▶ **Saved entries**
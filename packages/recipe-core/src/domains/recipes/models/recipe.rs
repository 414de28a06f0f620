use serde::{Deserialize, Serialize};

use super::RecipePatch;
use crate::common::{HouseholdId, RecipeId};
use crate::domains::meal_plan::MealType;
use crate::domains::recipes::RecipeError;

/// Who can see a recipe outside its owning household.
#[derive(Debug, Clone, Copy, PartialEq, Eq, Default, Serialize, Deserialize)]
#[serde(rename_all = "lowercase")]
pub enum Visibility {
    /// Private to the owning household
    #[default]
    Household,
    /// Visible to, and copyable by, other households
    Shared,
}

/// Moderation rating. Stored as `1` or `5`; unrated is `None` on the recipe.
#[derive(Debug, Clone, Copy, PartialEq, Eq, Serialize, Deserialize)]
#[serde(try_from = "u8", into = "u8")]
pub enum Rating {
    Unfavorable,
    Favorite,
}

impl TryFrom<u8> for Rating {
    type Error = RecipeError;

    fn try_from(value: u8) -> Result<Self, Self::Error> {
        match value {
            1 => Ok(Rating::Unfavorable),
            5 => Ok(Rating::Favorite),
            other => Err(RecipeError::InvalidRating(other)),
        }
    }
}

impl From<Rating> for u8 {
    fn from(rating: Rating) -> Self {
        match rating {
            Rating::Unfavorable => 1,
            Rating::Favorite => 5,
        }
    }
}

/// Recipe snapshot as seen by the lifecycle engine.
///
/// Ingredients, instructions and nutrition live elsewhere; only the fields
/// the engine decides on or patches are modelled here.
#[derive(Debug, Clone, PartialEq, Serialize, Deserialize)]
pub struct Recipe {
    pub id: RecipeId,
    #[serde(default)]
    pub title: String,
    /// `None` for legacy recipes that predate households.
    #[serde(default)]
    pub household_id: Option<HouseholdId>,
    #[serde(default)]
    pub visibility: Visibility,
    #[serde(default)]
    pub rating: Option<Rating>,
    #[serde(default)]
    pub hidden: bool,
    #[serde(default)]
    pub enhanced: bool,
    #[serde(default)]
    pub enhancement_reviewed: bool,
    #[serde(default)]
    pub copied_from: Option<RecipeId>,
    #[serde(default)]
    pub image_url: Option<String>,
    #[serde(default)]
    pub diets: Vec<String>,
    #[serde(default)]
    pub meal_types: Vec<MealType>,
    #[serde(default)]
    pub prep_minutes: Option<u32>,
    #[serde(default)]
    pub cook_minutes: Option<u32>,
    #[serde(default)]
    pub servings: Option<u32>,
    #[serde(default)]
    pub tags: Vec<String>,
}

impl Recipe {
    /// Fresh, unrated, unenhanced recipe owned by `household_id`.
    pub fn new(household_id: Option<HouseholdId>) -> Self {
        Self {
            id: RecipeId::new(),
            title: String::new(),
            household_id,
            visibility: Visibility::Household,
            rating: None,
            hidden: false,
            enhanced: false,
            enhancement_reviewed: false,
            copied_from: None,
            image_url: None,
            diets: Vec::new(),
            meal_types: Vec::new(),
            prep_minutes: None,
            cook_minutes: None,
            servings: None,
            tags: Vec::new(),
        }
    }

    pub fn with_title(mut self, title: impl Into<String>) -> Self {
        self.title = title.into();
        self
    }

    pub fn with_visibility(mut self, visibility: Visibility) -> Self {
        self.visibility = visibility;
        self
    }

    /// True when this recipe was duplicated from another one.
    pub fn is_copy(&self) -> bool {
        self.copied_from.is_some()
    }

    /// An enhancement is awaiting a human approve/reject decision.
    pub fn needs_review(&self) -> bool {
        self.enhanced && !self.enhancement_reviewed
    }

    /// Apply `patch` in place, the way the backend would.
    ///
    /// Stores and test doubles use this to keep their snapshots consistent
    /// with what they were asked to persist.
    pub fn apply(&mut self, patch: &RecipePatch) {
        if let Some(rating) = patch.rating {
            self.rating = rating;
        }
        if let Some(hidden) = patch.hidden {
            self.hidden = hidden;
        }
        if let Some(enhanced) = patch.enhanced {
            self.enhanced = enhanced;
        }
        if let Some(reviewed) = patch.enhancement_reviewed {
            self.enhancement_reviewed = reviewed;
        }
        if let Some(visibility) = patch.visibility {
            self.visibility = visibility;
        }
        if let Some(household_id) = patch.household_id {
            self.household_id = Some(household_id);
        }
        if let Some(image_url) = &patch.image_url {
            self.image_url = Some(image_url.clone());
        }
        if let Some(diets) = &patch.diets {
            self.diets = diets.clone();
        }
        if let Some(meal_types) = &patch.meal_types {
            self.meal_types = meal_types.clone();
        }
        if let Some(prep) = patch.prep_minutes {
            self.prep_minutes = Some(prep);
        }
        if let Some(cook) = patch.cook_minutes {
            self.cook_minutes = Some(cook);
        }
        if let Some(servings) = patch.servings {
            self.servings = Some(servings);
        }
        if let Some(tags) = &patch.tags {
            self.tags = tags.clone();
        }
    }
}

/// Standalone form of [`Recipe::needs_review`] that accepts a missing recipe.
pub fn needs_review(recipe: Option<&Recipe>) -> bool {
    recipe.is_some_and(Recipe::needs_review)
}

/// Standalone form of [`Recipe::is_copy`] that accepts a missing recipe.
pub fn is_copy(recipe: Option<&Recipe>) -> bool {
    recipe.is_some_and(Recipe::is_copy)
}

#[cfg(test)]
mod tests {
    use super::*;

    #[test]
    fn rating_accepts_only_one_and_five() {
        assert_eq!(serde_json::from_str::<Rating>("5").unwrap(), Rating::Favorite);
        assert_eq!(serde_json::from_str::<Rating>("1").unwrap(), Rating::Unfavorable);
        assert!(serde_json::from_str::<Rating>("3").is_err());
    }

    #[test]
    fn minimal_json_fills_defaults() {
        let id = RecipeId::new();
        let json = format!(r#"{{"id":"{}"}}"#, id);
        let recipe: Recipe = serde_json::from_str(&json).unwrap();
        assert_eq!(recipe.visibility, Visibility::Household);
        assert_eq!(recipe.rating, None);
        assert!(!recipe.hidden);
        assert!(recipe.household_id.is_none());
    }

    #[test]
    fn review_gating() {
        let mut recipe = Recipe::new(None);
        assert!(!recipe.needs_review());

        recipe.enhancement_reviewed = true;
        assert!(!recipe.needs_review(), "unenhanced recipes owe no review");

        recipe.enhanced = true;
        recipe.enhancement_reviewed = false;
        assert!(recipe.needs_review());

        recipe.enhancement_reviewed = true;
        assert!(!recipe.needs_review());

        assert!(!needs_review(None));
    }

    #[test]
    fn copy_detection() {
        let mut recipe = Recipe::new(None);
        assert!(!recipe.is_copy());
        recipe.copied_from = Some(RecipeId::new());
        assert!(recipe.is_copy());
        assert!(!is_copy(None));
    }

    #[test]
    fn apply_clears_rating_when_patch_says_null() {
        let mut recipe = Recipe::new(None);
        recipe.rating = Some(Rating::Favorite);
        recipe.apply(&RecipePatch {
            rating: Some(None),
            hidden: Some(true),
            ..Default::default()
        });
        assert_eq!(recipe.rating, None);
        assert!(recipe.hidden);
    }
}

...

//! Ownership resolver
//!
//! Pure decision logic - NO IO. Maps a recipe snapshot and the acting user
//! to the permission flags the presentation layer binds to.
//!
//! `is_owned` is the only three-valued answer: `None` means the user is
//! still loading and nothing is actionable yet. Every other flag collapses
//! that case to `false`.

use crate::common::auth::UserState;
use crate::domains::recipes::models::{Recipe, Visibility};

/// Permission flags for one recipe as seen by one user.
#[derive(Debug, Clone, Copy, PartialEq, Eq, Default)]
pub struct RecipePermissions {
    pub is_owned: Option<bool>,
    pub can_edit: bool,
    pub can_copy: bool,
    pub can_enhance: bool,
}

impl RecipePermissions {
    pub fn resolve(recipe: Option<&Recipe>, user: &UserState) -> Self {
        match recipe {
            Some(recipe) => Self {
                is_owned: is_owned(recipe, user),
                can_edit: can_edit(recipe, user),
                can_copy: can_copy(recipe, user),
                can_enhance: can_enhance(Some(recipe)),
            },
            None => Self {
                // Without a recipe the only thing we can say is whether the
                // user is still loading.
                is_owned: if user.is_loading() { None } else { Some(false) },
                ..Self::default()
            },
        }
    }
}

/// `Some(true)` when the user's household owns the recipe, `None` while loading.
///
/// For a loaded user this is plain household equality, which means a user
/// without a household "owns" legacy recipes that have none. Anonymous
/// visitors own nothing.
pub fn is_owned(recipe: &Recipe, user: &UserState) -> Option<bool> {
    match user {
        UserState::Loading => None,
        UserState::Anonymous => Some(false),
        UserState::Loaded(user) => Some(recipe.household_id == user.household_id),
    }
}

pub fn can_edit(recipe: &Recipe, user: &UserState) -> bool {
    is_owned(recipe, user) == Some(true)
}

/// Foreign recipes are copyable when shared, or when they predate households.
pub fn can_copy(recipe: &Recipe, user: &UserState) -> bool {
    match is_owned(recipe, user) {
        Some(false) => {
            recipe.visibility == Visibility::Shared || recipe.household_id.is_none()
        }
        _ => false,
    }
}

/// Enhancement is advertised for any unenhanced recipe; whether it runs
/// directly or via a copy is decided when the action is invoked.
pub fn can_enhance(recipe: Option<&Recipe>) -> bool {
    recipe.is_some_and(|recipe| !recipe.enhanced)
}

* * *

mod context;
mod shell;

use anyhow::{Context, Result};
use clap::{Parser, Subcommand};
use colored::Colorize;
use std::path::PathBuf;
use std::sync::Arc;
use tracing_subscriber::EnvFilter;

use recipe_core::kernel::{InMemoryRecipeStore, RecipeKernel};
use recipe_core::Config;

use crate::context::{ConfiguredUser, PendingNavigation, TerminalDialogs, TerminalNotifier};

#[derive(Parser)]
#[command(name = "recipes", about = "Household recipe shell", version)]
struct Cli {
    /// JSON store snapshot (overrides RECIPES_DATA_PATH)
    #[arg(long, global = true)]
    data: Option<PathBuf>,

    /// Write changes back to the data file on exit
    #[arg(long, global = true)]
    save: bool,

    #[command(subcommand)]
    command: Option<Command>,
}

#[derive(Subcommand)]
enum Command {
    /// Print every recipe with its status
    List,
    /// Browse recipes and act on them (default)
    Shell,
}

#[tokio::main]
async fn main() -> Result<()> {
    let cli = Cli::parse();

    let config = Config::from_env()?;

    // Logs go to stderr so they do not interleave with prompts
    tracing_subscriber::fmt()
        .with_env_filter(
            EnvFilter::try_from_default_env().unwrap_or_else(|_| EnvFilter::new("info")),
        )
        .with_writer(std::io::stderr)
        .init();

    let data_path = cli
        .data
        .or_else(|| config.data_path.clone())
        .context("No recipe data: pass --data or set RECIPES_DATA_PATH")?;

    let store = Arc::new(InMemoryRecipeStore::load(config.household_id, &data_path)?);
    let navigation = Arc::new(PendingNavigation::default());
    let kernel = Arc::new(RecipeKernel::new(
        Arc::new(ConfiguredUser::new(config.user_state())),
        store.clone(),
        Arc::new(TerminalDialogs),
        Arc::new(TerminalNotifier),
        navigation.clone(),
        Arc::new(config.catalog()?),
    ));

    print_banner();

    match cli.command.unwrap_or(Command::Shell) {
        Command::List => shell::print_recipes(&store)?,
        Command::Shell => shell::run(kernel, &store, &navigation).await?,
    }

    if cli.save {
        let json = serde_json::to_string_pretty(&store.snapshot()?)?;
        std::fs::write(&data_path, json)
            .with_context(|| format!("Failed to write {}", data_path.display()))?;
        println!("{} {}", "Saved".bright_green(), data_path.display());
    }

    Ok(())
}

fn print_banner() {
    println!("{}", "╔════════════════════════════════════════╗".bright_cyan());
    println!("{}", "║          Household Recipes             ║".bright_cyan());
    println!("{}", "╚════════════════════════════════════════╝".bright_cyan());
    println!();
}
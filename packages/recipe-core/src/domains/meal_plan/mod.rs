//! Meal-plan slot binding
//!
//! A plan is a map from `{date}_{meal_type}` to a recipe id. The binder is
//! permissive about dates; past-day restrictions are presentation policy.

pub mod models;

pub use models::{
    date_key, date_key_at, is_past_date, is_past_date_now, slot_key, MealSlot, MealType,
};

▶ **Assignment**
Copy every line of the data where "display" is found.

▶ **Exercise result**
            .with_context(|| format!("Failed to write {}", data_path.display()))?;
        println!("{} {}", "Saved".bright_green(), data_path.display());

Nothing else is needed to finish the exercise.